En cuanto a Antonio, reventaba de orgullo. Cleopatra no era la primera soberana con la que se había acostado, pero era la más importante con diferencia. Y, como había descubierto, sus atenciones sexuales estaban a medio camino entre las de una puta profesional y una obediente esposa romana. Algo que ya le convenía. Cuando un hombre se embarcaba en una relación destinada a durar más de una noche, no necesitaba ni la una ni la otra, así que Cleopatra era perfecta.

Todo eso podría justificar su humor en la primera noche cuando su amante lo agasajó espléndidamente. Si el vino era soberbio y el agua un tanto amarga, ¿entonces por qué añadir agua y estropear una magnífica añada? Antonio abandonó sus buenas intenciones sin siquiera darse cuenta de que lo hacía, y se emborrachó alegremente.

Los huéspedes alejandrinos, todos macedonios del más alto nivel, parecieron sorprendidos al principio, y luego súbitamente parecieron tomar la decisión de que había mucho que decir a favor de la disipación. El registrador, un impresionante hombre de enorme timidez, saltó y rió mientras se acababa la primera jarra, después sujetó a la primera criada que pasó y comenzó a hacerle el amor. En cuestión de segundos le imitaron otros alejandrinos, que demostraron ser iguales a cualquier romano cuando se trataba de participar en una orgía.

Para Cleopatra, que observaba fascinada (y sobria), fue una lección de una clase que ella nunca había esperado aprender.

Por fortuna, Antonio no pareció advertir que ella no participaba de las hilaridades ya que estaba muy ocupado bebiendo. Quizá por eso comía tanto, para que el vino no lo convirtiera en un idiota indefenso. En un discreto rincón, Sosigenes, un tanto más experimentado en esos asuntos que su reina, había colocado bacinillas y palanganas detrás de un biombo donde los huéspedes podían aliviarse a través de cualquier orificio, y también había puesto jarras con pócimas que hacían menos dolorosa la mañana siguiente.

– ¡Oh, me he divertido mucho! -vociferó Antonio a la mañana siguiente, sin el menor rastro de resaca-. ¡Hagámoslo de nuevo esta tarde!

Así comenzaron para Cleopatra más de dos meses de constantes diversiones. Cuanto más salvajes eran las fiestas, más las disfrutaba Antonio y mejor se sentía. Sosigenes había heredado la tarea de crear novedades que variasen el tenor de aquellas fiestas sibaríticas con el resultado de que de los barcos que anclaban en Alejandría desembarcaban músicos, bailarines, acróbatas, mimos, enanos, monstruos y magos de todo el lado oriental del Mare Nostrum.

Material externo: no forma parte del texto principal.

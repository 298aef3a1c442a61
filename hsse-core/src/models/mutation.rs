//! Known mutation kinds that can be queued while offline.

use serde::de::DeserializeOwned;
use serde::{Deserialize, Serialize};
use serde_json::{Map, Value};

/// Bound for anything the offline queue can carry.
pub trait MutationPayload: Serialize + DeserializeOwned + Clone + Send + Sync + 'static {
    /// Short human-readable description used in notifications and logs.
    fn label(&self) -> String;
}

/// A permit-to-work creation request.
#[derive(Debug, Clone, PartialEq, Serialize, Deserialize)]
pub struct PermitDraft {
    pub project_id: String,
    pub permit_type: String,
    pub work_description: String,
    #[serde(default)]
    pub location: Option<String>,
    /// ISO-8601 planned start, as entered in the form.
    #[serde(default)]
    pub planned_start: Option<String>,
    #[serde(default)]
    pub planned_end: Option<String>,
    /// Remaining form fields, passed through untouched.
    #[serde(default)]
    pub extra: Map<String, Value>,
}

/// An incident report.
#[derive(Debug, Clone, PartialEq, Serialize, Deserialize)]
pub struct IncidentDraft {
    pub site_id: String,
    pub title: String,
    pub severity: String,
    #[serde(default)]
    pub description: Option<String>,
    /// Epoch milliseconds the incident occurred.
    #[serde(default)]
    pub occurred_at: Option<i64>,
    #[serde(default)]
    pub extra: Map<String, Value>,
}

/// Tagged union of every write the application queues offline.
#[derive(Debug, Clone, PartialEq, Serialize, Deserialize)]
#[serde(tag = "kind", rename_all = "snake_case")]
pub enum HsseMutation {
    CreatePermit(PermitDraft),
    ReportIncident(IncidentDraft),
}

impl HsseMutation {
    pub fn kind(&self) -> &'static str {
        match self {
            HsseMutation::CreatePermit(_) => "create_permit",
            HsseMutation::ReportIncident(_) => "report_incident",
        }
    }
}

impl MutationPayload for HsseMutation {
    fn label(&self) -> String {
        match self {
            HsseMutation::CreatePermit(p) => format!("Permit for project {}", p.project_id),
            HsseMutation::ReportIncident(i) => format!("Incident \"{}\"", i.title),
        }
    }
}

A Antonio le encantaban toda clase de bromas, incluso aquellas pesadas que algunas veces rayaban en la crueldad; le encantaba pescar; le encantaba nadar entre muchachas desnudas; le encantaba conducir cuadrigas, una actividad prohibida a los nobles en Roma; le encantaba cazar cocodrilos e hipopótamos; le encantaba la poesía grosera; le encantaban las fiestas. Sus apetitos eran tan enormes que gritaba que tenía hambre una docena de veces al día; por consiguiente, Sosigenes dio con la brillante idea de tener siempre una cena completa preparada para servir, junto con grandes cantidades de los mejores vinos. Fue todo un éxito, y Antonio, que lo besó sonoramente, declaró que el pequeño filósofo era el príncipe de los buenos tipos.